Even if it is correct, however, that the number of long-term relationships will be reduced in the future, this is not to suggest that there will never again be sixty-year long relationships. Undoubtedly, there are connections where both people desire to be together in a monogamous relationship with the same person for their entire lives. However, for better or worse, the condition of the internet society, making relationships easier to replace may cause a reduction in the number of future long-term relationships.

Apparently the criticism of your original approach made it necessary for you to dig in, rather than reconsidering more fundamentally, which I think would have been a better choice. I agree that you removed some, not all, of the elements that most troubled your colleagues, but what you're left with is still a fallacy.
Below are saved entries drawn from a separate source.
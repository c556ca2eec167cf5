//! VehicleRegistrationIdentification

use serde::{Deserialize, Serialize};
use std::fmt;
use tacho_core::datatypes::CodePageString;
use tacho_core::enums::{CodePage, NationNumeric};
use tacho_core::error::expect_length;
use tacho_core::{Canvas, Record, RecordReader, TachoResult, Version};

/// Registering member state and registration number of a vehicle
#[derive(Debug, Clone, PartialEq, Eq, Default, Serialize, Deserialize)]
pub struct VehicleRegistrationIdentification {
    pub nation: NationNumeric,
    pub number: CodePageString,
    #[serde(with = "serde_bytes", default, skip_serializing_if = "Option::is_none")]
    raw_data: Option<Vec<u8>>,
}

impl VehicleRegistrationIdentification {
    pub const LENGTH: usize = 15;
    /// Code page selector plus 13 characters
    pub const NUMBER_LENGTH: usize = 14;

    pub fn new(nation: NationNumeric, code_page: CodePage, number: impl Into<String>) -> Self {
        Self {
            nation,
            number: CodePageString::new(code_page, number),
            raw_data: None,
        }
    }

    pub fn raw_data(&self) -> Option<&[u8]> {
        self.raw_data.as_deref()
    }
}

impl Record for VehicleRegistrationIdentification {
    const NAME: &'static str = "VehicleRegistrationIdentification";

    fn size(_version: &Version) -> usize {
        Self::LENGTH
    }

    fn decode(data: &[u8], _version: &Version) -> TachoResult<Self> {
        expect_length(Self::NAME, data, Self::LENGTH)?;
        let mut reader = RecordReader::new(Self::NAME, data);
        let nation = reader.read_enum()?;
        let number = CodePageString::decode(reader.read_bytes(Self::NUMBER_LENGTH)?)?;
        reader.finish()?;
        Ok(Self {
            nation,
            number,
            raw_data: Some(data.to_vec()),
        })
    }

    fn encode(&self, _version: &Version) -> TachoResult<Vec<u8>> {
        let mut canvas = Canvas::new(Self::NAME, Self::LENGTH, self.raw_data.as_deref());
        canvas.paint_enum(&self.nation)?;
        canvas.paint(Self::NUMBER_LENGTH, &self.number.encode(Self::NUMBER_LENGTH)?)?;
        canvas.finish()
    }

    fn clear_raw_data(&mut self) {
        self.raw_data = None;
        self.number.clear_raw();
    }
}

impl fmt::Display for VehicleRegistrationIdentification {
    fn fmt(&self, f: &mut fmt::Formatter<'_>) -> fmt::Result {
        write!(f, "{:?} {}", self.nation, self.number)
    }
}

#[cfg(test)]
mod tests {
    use super::*;
    use tacho_core::TachoError;

    fn sample_bytes() -> Vec<u8> {
        let mut data = vec![0x0D, 0x01];
        data.extend_from_slice(b"B-TC 1234    ");
        data
    }

    #[test]
    fn test_decode() {
        let record = VehicleRegistrationIdentification::decode(&sample_bytes(), &Version::GEN1).unwrap();
        assert_eq!(record.nation, NationNumeric::Germany);
        assert_eq!(record.number.code_page(), CodePage::Iso8859_1);
        assert_eq!(record.number.value(), "B-TC 1234");
    }

    #[test]
    fn test_round_trip_is_byte_identical() {
        let data = sample_bytes();
        let record = VehicleRegistrationIdentification::decode(&data, &Version::GEN2).unwrap();
        assert_eq!(record.encode(&Version::GEN2).unwrap(), data);
    }

    #[test]
    fn test_encode_from_scratch_pads_number() {
        let record = VehicleRegistrationIdentification::new(NationNumeric::Germany, CodePage::Iso8859_1, "B-TC 1234");
        assert_eq!(record.encode(&Version::GEN1).unwrap(), sample_bytes());
    }

    #[test]
    fn test_wrong_length() {
        let result = VehicleRegistrationIdentification::decode(&[0u8; 14], &Version::GEN1);
        assert!(matches!(
            result,
            Err(TachoError::InvalidLength {
                expected: 15,
                actual: 14,
                ..
            })
        ));
    }

    #[test]
    fn test_unspecified_nation_has_no_wire_code() {
        let record = VehicleRegistrationIdentification::default();
        assert!(matches!(
            record.encode(&Version::GEN1),
            Err(TachoError::NoWireCode { .. })
        ));
    }
}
We have moved over the course of this academic year from essays that reflected no legal or social analysis and included many factually inaccurate and unchecked statements to essays reflecting almost no legal and social analysis from which the glaring factual inaccuracies have been removed. This is progress to be sure, but slight. This essay now depends crucially on your ability to find someone who dismisses your argument as unsupported by real evidence, but which you nevertheless use as authority for the assertion of the very conclusions even your source rejects. The whole, as I have pointed out, is based on an illogical association (more marital dissolution equals fewer long-term relationships) for which there is at least some partially disconfirming evidence ready to hand. The whole is no more than a cocktail of techno-hype: the Net being offered solemnly as a cause of social "degeneracy" as rock music, TV, radio, cheap literature, and other cultural novelties have been in their time. Did the comparatively sudden move from a non-divorcing to a divorcing society after the Korean War reduce the number of "long-term" relationships? Did the Pill? Could the Net possibly have a larger effect on these matters than no-fault divorce and effective convenient contraception?